* _WORK REQUEST_
Keeping every character in place, output all the data.

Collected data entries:
== Segment start ==

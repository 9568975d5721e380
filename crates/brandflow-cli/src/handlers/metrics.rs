use crate::args::{OutputFormat, ViewModeArgs};
use crate::context::ExecutionContext;
use crate::presentation::presenters::{present_metric_catalog, present_metric_chart};
use crate::presentation::{ConsoleRenderer, Renderer};
use anyhow::Result;
use brandflow_catalog::metric_definition;

pub fn handle_list(
    ctx: &ExecutionContext,
    search: Option<String>,
    format: OutputFormat,
    view_mode: &ViewModeArgs,
) -> Result<()> {
    let state = ctx.analytics()?;
    let result = present_metric_catalog(state.metrics(), search.as_deref());

    let renderer = ConsoleRenderer::new(format.into(), view_mode.resolve());
    renderer.render(result)?;
    Ok(())
}

pub fn handle_chart(
    ctx: &ExecutionContext,
    select: Vec<String>,
    hide: Vec<String>,
    format: OutputFormat,
    view_mode: &ViewModeArgs,
) -> Result<()> {
    let mut state = ctx.analytics()?;
    let mode = state.mode();

    for id in select.iter().chain(hide.iter()) {
        if metric_definition(mode, id).is_none() {
            anyhow::bail!("Unknown metric '{}' in {} mode", id, mode);
        }
    }

    for id in &select {
        state.metrics_mut().toggle_selection(id);
    }
    for id in &hide {
        state.metrics_mut().toggle_chart_visibility(id);
    }

    let result = present_metric_chart(&state);
    let renderer = ConsoleRenderer::new(format.into(), view_mode.resolve());
    renderer.render(result)?;
    Ok(())
}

== Segment end ==

* _RESULT FOR THIS EXERCISE_
repository 9568975d5721e380
filename crates/brandflow-cli/src/handlers/metrics.rs
use crate::args::{OutputFormat, ViewModeArgs};
use crate::context::ExecutionContext;
use crate::presentation::presenters::{present_metric_catalog, present_metric_chart};
use crate::presentation::{ConsoleRenderer, Renderer};
use anyhow::Result;
use brandflow_catalog::metric_definition;

pub fn handle_list(
    ctx: &ExecutionContext,
    search: Option<String>,
    format: OutputFormat,
    view_mode: &ViewModeArgs,
) -> Result<()> {
    let state = ctx.analytics()?;
    let result = present_metric_catalog(state.metrics(), search.as_deref());

    let renderer = ConsoleRenderer::new(format.into(), view_mode.resolve());
    renderer.render(result)?;
    Ok(())
}

pub fn handle_chart(
    ctx: &ExecutionContext,
    select: Vec<String>,
    hide: Vec<String>,
    format: OutputFormat,
    view_mode: &ViewModeArgs,
) -> Result<()> {
    let mut state = ctx.analytics()?;
    let mode = state.mode();

    for id in select.iter().chain(hide.iter()) {
        if metric_definition(mode, id).is_none() {
            anyhow::bail!("Unknown metric '{}' in {} mode", id, mode);
        }
    }

    for id in &select {
        state.metrics_mut().toggle_selection(id);
    }
    for id in &hide {
        state.metrics_mut().toggle_chart_visibility(id);
    }

    let result = present_metric_chart(&state);
    let renderer = ConsoleRenderer::new(format.into(), view_mode.resolve());
    renderer.render(result)?;
    Ok(())
}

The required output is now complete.